Collected data:
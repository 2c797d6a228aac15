//! Fixed sizing for the two-deck May I variant.

/// Number of full 52-card decks shuffled together each round.
pub const DECK_COPIES: usize = 2;

/// Cards in a single standard deck.
pub const CARDS_PER_DECK: usize = 52;

/// Total cards created for every round.
pub const TOTAL_CARDS: usize = DECK_COPIES * CARDS_PER_DECK;

/// Cards dealt to each player at the start of a round.
pub const HAND_SIZE: usize = 11;

/// Buys each player starts the game with.
pub const STARTING_BUYS: u8 = 6;

/// Final round of the game. A round counter past this means the game is over.
pub const LAST_ROUND: u8 = 6;

/// Smallest group that may ever be melded.
pub const MIN_MELD_LEN: usize = 3;

pub const MIN_PLAYERS: usize = 2;
pub const MAX_PLAYERS: usize = 8;
pub const DEFAULT_PLAYERS: usize = 4;

/// Limit applied to display names coming from clients.
pub const MAX_NAME_LENGTH: usize = 32;
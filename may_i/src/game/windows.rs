//! Timed decision windows.
//!
//! The engine decides when a window opens and what its expiry does. Driving
//! the clock is the caller's job: it holds the [`WindowToken`] and hands it
//! back when its timer fires. Tokens go stale whenever a newer window opens,
//! a manual discard lands, or a round ends, and a stale token does nothing.

use serde::{Deserialize, Serialize};
use std::fmt;

#[derive(Clone, Copy, Debug, Deserialize, Eq, Hash, PartialEq, Serialize)]
pub enum WindowKind {
    /// Other players may ask to buy the discard that just landed.
    Buy,
    /// The acting player must discard or have a card discarded for them.
    Discard,
}

impl fmt::Display for WindowKind {
    fn fmt(&self, f: &mut fmt::Formatter<'_>) -> fmt::Result {
        let repr = match self {
            Self::Buy => "buy",
            Self::Discard => "discard",
        };
        write!(f, "{repr}")
    }
}

#[derive(Clone, Copy, Debug, Deserialize, Eq, Hash, PartialEq, Serialize)]
pub struct WindowToken {
    pub kind: WindowKind,
    pub generation: u64,
}

/// At most one window is open at a time.
#[derive(Debug, Default)]
pub struct WindowTracker {
    generation: u64,
    open: Option<WindowToken>,
}

impl WindowTracker {
    pub fn open(&mut self, kind: WindowKind) -> WindowToken {
        self.generation += 1;
        let token = WindowToken {
            kind,
            generation: self.generation,
        };
        self.open = Some(token);
        token
    }

    /// Close `token` if it's still the open window. Returns whether it was.
    pub fn close(&mut self, token: WindowToken) -> bool {
        if self.is_open(token) {
            self.open = None;
            true
        } else {
            false
        }
    }

    /// Invalidate whatever is open.
    pub fn cancel_all(&mut self) {
        self.generation += 1;
        self.open = None;
    }

    #[must_use]
    pub fn is_open(&self, token: WindowToken) -> bool {
        self.open == Some(token)
    }

    #[must_use]
    pub fn current(&self) -> Option<WindowToken> {
        self.open
    }
}

#[cfg(test)]
mod tests {
    use super::*;

    #[test]
    fn test_new_window_supersedes_old() {
        let mut tracker = WindowTracker::default();
        let buy = tracker.open(WindowKind::Buy);
        let discard = tracker.open(WindowKind::Discard);

        assert!(!tracker.is_open(buy));
        assert!(tracker.is_open(discard));
        assert_eq!(tracker.current(), Some(discard));
    }

    #[test]
    fn test_close_is_one_shot() {
        let mut tracker = WindowTracker::default();
        let token = tracker.open(WindowKind::Buy);

        assert!(tracker.close(token));
        assert!(!tracker.close(token));
        assert_eq!(tracker.current(), None);
    }

    #[test]
    fn test_cancel_all_invalidates() {
        let mut tracker = WindowTracker::default();
        let token = tracker.open(WindowKind::Discard);
        tracker.cancel_all();

        assert!(!tracker.is_open(token));
        let next = tracker.open(WindowKind::Discard);
        assert_ne!(token, next);
    }
}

WORK REQUIRED:
Please give back the entries above, unchanged and complete.

EXERCISE RESULT:
repository 2c797d6a228aac15
//! Fixed sizing for the two-deck May I variant.

/// Number of full 52-card decks shuffled together each round.
pub const DECK_COPIES: usize = 2;

/// Cards in a single standard deck.
pub const CARDS_PER_DECK: usize = 52;

/// Total cards created for every round.
pub const TOTAL_CARDS: usize = DECK_COPIES * CARDS_PER_DECK;

/// Cards dealt to each player at the start of a round.
pub const HAND_SIZE: usize = 11;

/// Buys each player starts the game with.
pub const STARTING_BUYS: u8 = 6;

/// Final round of the game. A round counter past this means the game is over.
pub const LAST_ROUND: u8 = 6;

/// Smallest group that may ever be melded.
pub const MIN_MELD_LEN: usize = 3;

pub const MIN_PLAYERS: usize = 2;
pub const MAX_PLAYERS: usize = 8;
pub const DEFAULT_PLAYERS: usize = 4;

/// Limit applied to display names coming from clients.
pub const MAX_NAME_LENGTH: usize = 32;
filename may_i/src/game/windows.rs
//! Timed decision windows.
//!
//! The engine decides when a window opens and what its expiry does. Driving
//! the clock is the caller's job: it holds the [`WindowToken`] and hands it
//! back when its timer fires. Tokens go stale whenever a newer window opens,
//! a manual discard lands, or a round ends, and a stale token does nothing.

use serde::{Deserialize, Serialize};
use std::fmt;

#[derive(Clone, Copy, Debug, Deserialize, Eq, Hash, PartialEq, Serialize)]
pub enum WindowKind {
    /// Other players may ask to buy the discard that just landed.
    Buy,
    /// The acting player must discard or have a card discarded for them.
    Discard,
}

impl fmt::Display for WindowKind {
    fn fmt(&self, f: &mut fmt::Formatter<'_>) -> fmt::Result {
        let repr = match self {
            Self::Buy => "buy",
            Self::Discard => "discard",
        };
        write!(f, "{repr}")
    }
}

#[derive(Clone, Copy, Debug, Deserialize, Eq, Hash, PartialEq, Serialize)]
pub struct WindowToken {
    pub kind: WindowKind,
    pub generation: u64,
}

/// At most one window is open at a time.
#[derive(Debug, Default)]
pub struct WindowTracker {
    generation: u64,
    open: Option<WindowToken>,
}

impl WindowTracker {
    pub fn open(&mut self, kind: WindowKind) -> WindowToken {
        self.generation += 1;
        let token = WindowToken {
            kind,
            generation: self.generation,
        };
        self.open = Some(token);
        token
    }

    /// Close `token` if it's still the open window. Returns whether it was.
    pub fn close(&mut self, token: WindowToken) -> bool {
        if self.is_open(token) {
            self.open = None;
            true
        } else {
            false
        }
    }

    /// Invalidate whatever is open.
    pub fn cancel_all(&mut self) {
        self.generation += 1;
        self.open = None;
    }

    #[must_use]
    pub fn is_open(&self, token: WindowToken) -> bool {
        self.open == Some(token)
    }

    #[must_use]
    pub fn current(&self) -> Option<WindowToken> {
        self.open
    }
}

#[cfg(test)]
mod tests {
    use super::*;

    #[test]
    fn test_new_window_supersedes_old() {
        let mut tracker = WindowTracker::default();
        let buy = tracker.open(WindowKind::Buy);
        let discard = tracker.open(WindowKind::Discard);

        assert!(!tracker.is_open(buy));
        assert!(tracker.is_open(discard));
        assert_eq!(tracker.current(), Some(discard));
    }

    #[test]
    fn test_close_is_one_shot() {
        let mut tracker = WindowTracker::default();
        let token = tracker.open(WindowKind::Buy);

        assert!(tracker.close(token));
        assert!(!tracker.close(token));
        assert_eq!(tracker.current(), None);
    }

    #[test]
    fn test_cancel_all_invalidates() {
        let mut tracker = WindowTracker::default();
        let token = tracker.open(WindowKind::Discard);
        tracker.cancel_all();

        assert!(!tracker.is_open(token));
        let next = tracker.open(WindowKind::Discard);
        assert_ne!(token, next);
    }
}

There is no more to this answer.